Earlier that day, in the back of a second-hand camper van, parked anonymously near the railroad station, Chameleon had carefully slit the security seals and opened the clear plastic cover of the sushi container. Then, wearing a protective facemask and gloves, the killer had delicately dissected the two female puffer fish and gingerly extracted their tiny ovaries. These were carefully sliced with a scalpel to release the lethal juices before being wiped repeatedly along each roll of sushi. Once the packaging had been invisibly resealed and decontaminated, along with the countertop in the camper van, Chameleon bagged all of the waste and stuffed it into a garbage can. With the poison delivery system prepared, the rest of the day was spent working on a disguise.

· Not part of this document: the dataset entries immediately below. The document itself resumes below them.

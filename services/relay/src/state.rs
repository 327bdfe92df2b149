//! Shared Application State

use crate::{config::Config, upstream::UpstreamClient};
use std::sync::Arc;

/// The shared application state, created once at startup and passed to all handlers.
#[derive(Clone)]
pub struct AppState {
    pub config: Arc<Config>,
    pub upstream: Arc<dyn UpstreamClient>,
}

After such a stressful day at the House of Commons, Valerie Jenkins was grateful that it was such a short walk from the supermarket to her London apartment. She juggled her handbag, umbrella, and the shopping, to free a hand so she could unlock the door. Inside, she picked up the mail from the doormat and after a token glance, dumped it on the hall table, hung up her coat, and took her shopping into the kitchen.

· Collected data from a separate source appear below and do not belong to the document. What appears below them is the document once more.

//! Defines the simplified Server-Sent-Events protocol spoken between the relay
//! and its callers.
//!
//! Every frame is `data: <payload>\n\n` where the payload is `{"text": ...}`,
//! `{"error": ...}`, or the literal `[DONE]` terminator.

use serde::{Deserialize, Serialize};

pub const DATA_PREFIX: &str = "data: ";
pub const DONE_SENTINEL: &str = "[DONE]";
pub const FRAME_DELIMITER: &[u8] = b"\n\n";
pub const LINE_DELIMITER: &[u8] = b"\n";

/// Request body accepted by the relay.
#[derive(Serialize, Deserialize, Debug, Clone, PartialEq, Eq)]
#[cfg_attr(feature = "openapi", derive(utoipa::ToSchema))]
pub struct ChatRequest {
    #[cfg_attr(
        feature = "openapi",
        schema(example = "Explain what this code does in 3 bullet points:\n\nprint(1)")
    )]
    pub prompt: String,
}

/// JSON body of every pre-stream error response.
#[derive(Serialize, Deserialize, Debug, Clone, PartialEq, Eq)]
#[cfg_attr(feature = "openapi", derive(utoipa::ToSchema))]
pub struct ErrorBody {
    pub error: String,
}

/// One simplified frame.
#[derive(Debug, Clone, PartialEq, Eq)]
pub enum StreamFrame {
    Text(String),
    Error(String),
    Done,
}

#[derive(Serialize, Deserialize, Default)]
struct FramePayload {
    #[serde(default, skip_serializing_if = "Option::is_none")]
    text: Option<String>,
    #[serde(default, skip_serializing_if = "Option::is_none")]
    error: Option<String>,
}

impl StreamFrame {
    /// Serializes the frame to its exact wire form.
    pub fn encode(&self) -> String {
        let payload = match self {
            StreamFrame::Done => return format!("{DATA_PREFIX}{DONE_SENTINEL}\n\n"),
            StreamFrame::Text(text) => FramePayload {
                text: Some(text.clone()),
                ..Default::default()
            },
            StreamFrame::Error(error) => FramePayload {
                error: Some(error.clone()),
                ..Default::default()
            },
        };
        // Serializing a struct of strings cannot fail.
        let json = serde_json::to_string(&payload).unwrap_or_default();
        format!("{DATA_PREFIX}{json}\n\n")
    }

    /// Parses one frame with the delimiter already removed.
    ///
    /// Returns `None` for anything that is not a usable frame: non-`data:`
    /// records, empty text, and payloads that fail to parse as JSON. A parse
    /// failure is assumed to be a frame split across reads; truly malformed
    /// frames are dropped the same way instead of being surfaced.
    pub fn decode(record: &str) -> Option<StreamFrame> {
        let payload = data_payload(record)?;
        if payload == DONE_SENTINEL {
            return Some(StreamFrame::Done);
        }
        let parsed: FramePayload = match serde_json::from_str(payload) {
            Ok(parsed) => parsed,
            Err(e) => {
                tracing::debug!(error = %e, "Skipping unparseable frame");
                return None;
            }
        };
        if let Some(error) = parsed.error.filter(|e| !e.is_empty()) {
            return Some(StreamFrame::Error(error));
        }
        parsed
            .text
            .filter(|t| !t.is_empty())
            .map(StreamFrame::Text)
    }
}

/// Strips the `data: ` prefix from a trimmed SSE record. Comment and
/// keep-alive lines return `None`.
pub fn data_payload(record: &str) -> Option<&str> {
    record.trim().strip_prefix(DATA_PREFIX)
}

/// Accumulates raw bytes and yields complete records split on a delimiter.
///
/// Splitting happens on bytes, so a multi-byte UTF-8 character that straddles
/// two reads is reassembled before it is decoded. The incomplete tail stays
/// buffered until more bytes arrive; whatever is left when the stream ends is
/// discarded.
#[derive(Debug)]
pub struct RecordBuffer {
    delimiter: &'static [u8],
    buf: Vec<u8>,
}

impl RecordBuffer {
    pub fn new(delimiter: &'static [u8]) -> Self {
        Self {
            delimiter,
            buf: Vec::new(),
        }
    }

    /// Buffer for simplified frames (`\n\n`-terminated).
    pub fn frames() -> Self {
        Self::new(FRAME_DELIMITER)
    }

    /// Buffer for upstream SSE lines (`\n`-terminated).
    pub fn lines() -> Self {
        Self::new(LINE_DELIMITER)
    }

    pub fn push(&mut self, chunk: &[u8]) -> Vec<String> {
        self.buf.extend_from_slice(chunk);
        let mut records = Vec::new();
        let mut start = 0;
        while let Some(pos) = find(&self.buf[start..], self.delimiter) {
            let end = start + pos;
            records.push(String::from_utf8_lossy(&self.buf[start..end]).into_owned());
            start = end + self.delimiter.len();
        }
        self.buf.drain(..start);
        records
    }

    pub fn pending(&self) -> usize {
        self.buf.len()
    }

    pub fn clear(&mut self) {
        self.buf.clear();
    }
}

fn find(haystack: &[u8], needle: &[u8]) -> Option<usize> {
    haystack.windows(needle.len()).position(|w| w == needle)
}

After putting away the bread and a few tinned items, she took a half-empty bottle of La Prendina Estate Pinot Grigio from the fridge and poured a large glass. After two long sips from the wine glass, she pulled the sushi container from the shopping bag and placed it on the marble countertop. She smiled as she remembered the elderly Japanese shop worker who was restocking the fresh food shelves. He had been so polite in that endearing Asian way, making a big fuss over her, smiling, and bowing as he gave her a fresh box of sushi. She had noticed how delicate and smooth his hands were, for such an old man.
‘This stuff must be good for you,’ she thought to herself with a smile.
For a few seconds she considered sitting at the table and eating the sushi from a plate like a civilized person, but she was tired and ravenously hungry, so she sat at the breakfast bar and ate directly from the plastic container. Using her fingers, she ate one squid nigiri and then both salmon faux unagi, which were her favourite. Each delicious morsel was washed down with several more sips of wine. With her immediate hunger satisfied, she left the kitchen for a few moments and went into her bedroom to change her clothes.
After kicking off her shoes, Valerie removed her jacket and skirt and hung them in the closet. Then she undid her blouse and bra and dropped them into the wash basket. As she reached under her pillow for her cotton pajamas, Valerie became aware of a sudden feeling of heat in her lips and hands. The sensation quickly developed into a powerful numbness in her face that was reminiscent of being very, very drunk. Concerned that perhaps she was about to faint, Valerie sat heavily on the edge of the bed and then lay onto her back; leaving her feet still touching the floor. A few strands of hair had fallen onto her face and she reached up to brush them aside, only to discover that she could not raise her arm. Then she realized that she couldn’t move at all.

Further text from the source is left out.